Recently in Denver, Enterprise Community Loan Fund’s Impact Note, which facilitates more accessible and effective impact investing, provided a 15-year loan of $2.4 million to support a project by the Housing Authority of the City and County of Denver (DHA) to build a 2-megawatt (2MW) community solar garden. The 10-acre garden will provide electricity for more than 500 affordable homes. To our knowledge, this is the first solar project in the U.S. to be both 100 percent focused on a low-income community and developed, owned and operated by a housing authority – and it’s also the largest low-income community solar garden in Colorado.
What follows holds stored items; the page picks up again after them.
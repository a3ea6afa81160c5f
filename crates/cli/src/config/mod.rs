// SPDX-License-Identifier: MIT
// Copyright (c) 2026 Alfred Jean LLC

//! Configuration parsing and validation.
//!
//! Handles relens.toml parsing with version validation and unknown key warnings.

pub mod duration;

use std::collections::{BTreeMap, BTreeSet};
use std::path::Path;
use std::time::Duration;

use serde::Deserialize;

use crate::error::{Error, Result};
use crate::highlight::Delimiters;
use crate::pattern::{FlagSet, Limits};

/// Currently supported config version.
pub const SUPPORTED_VERSION: i64 = 1;

/// Known top-level keys in the config.
const KNOWN_KEYS: &[&str] = &["version", "limits", "highlight", "defaults"];

/// Minimum config structure for version checking.
#[derive(Deserialize)]
struct VersionOnly {
    version: Option<i64>,
}

/// Config with flexible parsing that captures unknown keys.
#[derive(Deserialize)]
struct FlexibleConfig {
    version: i64,

    #[serde(flatten)]
    unknown: BTreeMap<String, toml::Value>,
}

/// Full configuration.
#[derive(Debug, Default, Deserialize)]
pub struct Config {
    /// Config file version (must be 1).
    pub version: i64,

    /// Resource bounds for evaluation.
    #[serde(default)]
    pub limits: LimitsConfig,

    /// Highlight markers.
    #[serde(default)]
    pub highlight: HighlightConfig,

    /// Defaults for command-line options.
    #[serde(default)]
    pub defaults: DefaultsConfig,
}

/// `[limits]` table.
#[derive(Debug, Clone, Default, Deserialize)]
pub struct LimitsConfig {
    /// Maximum matches per evaluation (unbounded when unset).
    #[serde(default)]
    pub max_matches: Option<usize>,

    /// Maximum compiled program size in bytes.
    #[serde(default)]
    pub size_limit: Option<usize>,

    /// Maximum backtracking steps.
    #[serde(default)]
    pub backtrack_limit: Option<usize>,

    /// Deadline for a single evaluation (e.g. "2s", "500ms").
    #[serde(default, deserialize_with = "duration::deserialize_option")]
    pub timeout: Option<Duration>,
}

impl LimitsConfig {
    /// Engine limits with unset values taken from the defaults.
    pub fn to_limits(&self) -> Limits {
        let defaults = Limits::default();
        Limits {
            max_matches: self.max_matches.or(defaults.max_matches),
            size_limit: self.size_limit.unwrap_or(defaults.size_limit),
            backtrack_limit: self.backtrack_limit.unwrap_or(defaults.backtrack_limit),
        }
    }
}

/// `[highlight]` table.
#[derive(Debug, Clone, Default, Deserialize)]
pub struct HighlightConfig {
    /// Marker inserted before each match.
    #[serde(default)]
    pub open: Option<String>,

    /// Marker inserted after each match.
    #[serde(default)]
    pub close: Option<String>,
}

impl HighlightConfig {
    /// Configured delimiters, if either marker is set.
    ///
    /// A missing side falls back to the default marker.
    pub fn delimiters(&self) -> Option<Delimiters> {
        if self.open.is_none() && self.close.is_none() {
            return None;
        }
        let defaults = Delimiters::default();
        Some(Delimiters::new(
            self.open.clone().unwrap_or(defaults.open),
            self.close.clone().unwrap_or(defaults.close),
        ))
    }
}

/// `[defaults]` table.
#[derive(Debug, Clone, Default, Deserialize)]
pub struct DefaultsConfig {
    /// Wire flag string used when `--flags` is not given.
    #[serde(default)]
    pub flags: Option<String>,
}

impl Config {
    /// Flag string used when the command line does not give one.
    pub fn default_flags(&self) -> &str {
        self.defaults.flags.as_deref().unwrap_or("g")
    }

    fn validate(self, path: &Path) -> Result<Self> {
        if let Some(flags) = &self.defaults.flags
            && let Err(e) = flags.parse::<FlagSet>()
        {
            return Err(Error::Config {
                message: format!("defaults.flags: {e}"),
                path: Some(path.to_path_buf()),
            });
        }
        if self.limits.max_matches == Some(0) {
            return Err(Error::Config {
                message: "limits.max_matches must be at least 1".to_string(),
                path: Some(path.to_path_buf()),
            });
        }
        Ok(self)
    }
}

/// Load config with warnings for unknown keys.
pub fn load_with_warnings(path: &Path) -> Result<Config> {
    let content = std::fs::read_to_string(path).map_err(|e| Error::Io {
        path: path.to_path_buf(),
        source: e,
    })?;

    parse_with_warnings(&content, path)
}

/// Load the config named on the command line, or the one discovered from
/// `cwd`, falling back to defaults when there is none.
pub fn load_resolved(explicit: Option<&Path>, cwd: &Path) -> Result<Config> {
    match crate::discovery::resolve_config(explicit, cwd)? {
        Some(path) => {
            tracing::debug!("loading config from {}", path.display());
            load_with_warnings(&path)
        }
        None => {
            tracing::debug!("no config found, using defaults");
            Ok(Config::default())
        }
    }
}

/// Parse config from string content (strict mode).
pub fn parse(content: &str, path: &Path) -> Result<Config> {
    let version_check: VersionOnly = toml::from_str(content).map_err(|e| Error::Config {
        message: e.to_string(),
        path: Some(path.to_path_buf()),
    })?;

    let version = version_check.version.ok_or_else(|| Error::Config {
        message: "missing required field: version".to_string(),
        path: Some(path.to_path_buf()),
    })?;

    check_version(version, path)?;

    let config: Config = toml::from_str(content).map_err(|e| Error::Config {
        message: e.to_string(),
        path: Some(path.to_path_buf()),
    })?;
    config.validate(path)
}

/// Parse config, warning on unknown keys.
pub fn parse_with_warnings(content: &str, path: &Path) -> Result<Config> {
    let flexible: FlexibleConfig = toml::from_str(content).map_err(|e| Error::Config {
        message: e.to_string(),
        path: Some(path.to_path_buf()),
    })?;

    check_version(flexible.version, path)?;

    let unknown_keys: BTreeSet<&String> = flexible
        .unknown
        .keys()
        .filter(|key| !KNOWN_KEYS.contains(&key.as_str()))
        .collect();
    for key in unknown_keys {
        warn_unknown_key(path, key);
    }

    parse(content, path)
}

fn check_version(version: i64, path: &Path) -> Result<()> {
    if version != SUPPORTED_VERSION {
        return Err(Error::Config {
            message: format!(
                "unsupported config version {} (supported: {})",
                version, SUPPORTED_VERSION
            ),
            path: Some(path.to_path_buf()),
        });
    }
    Ok(())
}

fn warn_unknown_key(path: &Path, key: &str) {
    tracing::warn!("unknown config key {} in {}", key, path.display());
    eprintln!(
        "relens: warning: {}: unrecognized field `{}` (ignored)",
        path.display(),
        key
    );
}

#[cfg(test)]
#[path = "mod_tests.rs"]
mod tests;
The Impact Note helped make this possible because it enables retail, accredited and institutional investors to support community and economic development locally and nationwide.
The impact investors helping bring solar energy to low-income communities are improving quality of life for residents in three ways: reducing health inequity by addressing environmental concerns, protecting the financial sustainability of publicly owned affordable homes and creating new opportunities for green employment.
First, the project aims to reduce the carbon footprint of DHA’s affordable housing portfolio, which will support the City of Denver in meeting its 2020 sustainability goals. The city aims to reduce its energy consumption by 20 percent and double the amount of renewable energy it is producing by 2020, changes that will benefit the environment generally and the health of low-income Denverites specifically.
Second, as a public housing authority, DHA’s top priority is keeping rents affordable to low-income families, veterans and seniors. The solar garden provides a renewable energy choice that lowers energy costs for affordable homes. The program is estimated to save 20 percent on utility bills over the 20-year term of the project. Because DHA pays the majority of the utility bills on behalf of the residents, much of the savings will be retained at the property level, making more money available for other needs such as improving the property and resident services, maintaining staff levels and addressing other critical needs. In addition, some DHA residents will receive a portion of the savings as a direct credit on their utility bills.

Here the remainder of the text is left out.